Também Manuel Moreira, presidente da Mesa do Congresso da Confederação Portuguesa das Coletividades de Cultura, Recreio e Desporto, enalteceu a iniciativa da Federação das Coletividades de Vila Nova de Gaia, considerando a gala “um momento alto e muito digno”. “Só assim, cultivando o valor da gratidão, é possível homenagear aqueles que se entregam há um século na Tuna Musical ‘A Vencedora’”, afirmou, expressando a esperança de que a coletividade “continue a fazer sempre mais e melhor”. 

Posteriormente, a presidente da Junta de Freguesia de Vilar de Andorinho, Andreia Teixeira, manifestou “enorme satisfação e profundo orgulho” por ver distinguida uma instituição que considera uma referência local. “Celebrar cem anos não é apenas assinalar um número, é reconhecer um percurso raro e admirável. A Tuna não é só uma coletividade, é parte da nossa memória coletiva e uma guardiã da cultura local”, sublinhou. 
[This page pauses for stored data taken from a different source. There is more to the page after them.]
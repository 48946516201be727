use comrak::{ComrakOptions, ComrakPlugins, markdown_to_html_with_plugins};
use once_cell::sync::Lazy;

static MARKDOWN_OPTIONS: Lazy<ComrakOptions> = Lazy::new(|| {
    let mut options = ComrakOptions::default();
    options.extension.table = true;
    options.extension.strikethrough = true;
    options.extension.tasklist = true;
    options
});

/// Renders a coach reply to HTML. Raw HTML in the model's output stays
/// escaped.
pub fn markdown_to_html(md: &str) -> String {
    let plugins = ComrakPlugins::default();
    markdown_to_html_with_plugins(md, &MARKDOWN_OPTIONS, &plugins)
}

#[cfg(test)]
mod tests {
    use super::*;

    #[test]
    fn test_markdown_renders_emphasis() {
        let html = markdown_to_html("take a *gentle* stretch");
        assert!(html.contains("<em>gentle</em>"));
    }

    #[test]
    fn test_raw_html_is_escaped() {
        let html = markdown_to_html("<script>alert(1)</script>");
        assert!(!html.contains("<script>"));
    }
}
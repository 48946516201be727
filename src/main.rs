/// Bundled config for mobile builds (iOS/Android)
const BUNDLED_CONFIG: &str = include_str!("../assets/config.env");

#[cfg(not(target_arch = "wasm32"))]
fn load_dotenv() {
    // First try to load from .env file (desktop dev)
    if dotenvy::dotenv().is_ok() {
        return;
    }

    // Fall back to bundled config (mobile builds)
    load_bundled_config();
}

#[cfg(target_arch = "wasm32")]
fn load_dotenv() {
    load_bundled_config();
}

fn load_bundled_config() {
    for line in BUNDLED_CONFIG.lines() {
        let line = line.trim();
        // Skip comments and empty lines
        if line.is_empty() || line.starts_with('#') {
            continue;
        }
        // Parse KEY=VALUE
        if let Some((key, value)) = line.split_once('=') {
            let key = key.trim();
            let value = value.trim();
            // Only set if not already set (allow env override)
            if std::env::var(key).is_err() {
                // SAFETY: We're setting env vars at startup before any threads are spawned
                unsafe {
                    std::env::set_var(key, value);
                }
            }
        }
    }
}

#[cfg(not(target_arch = "wasm32"))]
fn init_tracing() {
    use tracing_subscriber::EnvFilter;

    tracing_subscriber::fmt()
        .with_env_filter(EnvFilter::try_from_default_env().unwrap_or_else(|_| EnvFilter::new("info")))
        .init();
}

#[cfg(target_arch = "wasm32")]
fn init_tracing() {}

fn main() {
    load_dotenv();
    init_tracing();

    // A missing API credential is a configuration fault, not something the
    // screens should discover mid-request.
    if let Err(err) = life_alive::ai::init_from_env() {
        eprintln!("life-alive: {err:#}");
        std::process::exit(1);
    }

    dioxus::launch(life_alive::ui::App);
}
Por seu turno, Paulo Rodrigues, presidente da Direção da FCVNG, recordou que a Tuna Musical “A Vencedora” é a associada número um da Federação e destacou o seu contributo para a formação de milhares de cidadãos. “Contribuiu ao longo de um século para a formação musical, cénica, desportiva e cívica de gerações inteiras”, afirmou, deixando o desejo de que a instituição “continue a honrar o passado, projetando o futuro com inovação”. 

Num dos momentos mais emotivos da noite, Paula Albuquerque, presidente da Direção da Tuna Musical “A Vencedora”, afirmou que “hoje é um dia de emoção e orgulho”. “A Tuna chegou aos cem anos porque sempre foi e continua a ser uma família”, ressaltou a dirigente, acrescentando que “gestos como o de hoje dão-nos força, orgulho e esperança para manter viva a cultura que nos une, de geração em geração”. 

Encerrando a cerimónia, Elizabete Silva, vereadora da Câmara Municipal de Gaia, destacou o papel da instituição ao longo de um século. “A Tuna Musical ‘A Vencedora’ tem sido um pilar essencial da promoção da música, da cultura e da identidade comunitária”, afirmou, garantindo o compromisso do município com o movimento associativo e assegurando que estará atenta às preocupações das coletividades. 

A Gala de Homenagem Associativa ficou assim marcada por um reconhecimento público e sentido de um século de dedicação, resiliência e serviço à comunidade, celebrando uma instituição que continua a afirmar-se como uma verdadeira vencedora no panorama associativo de Vila Nova de Gaia.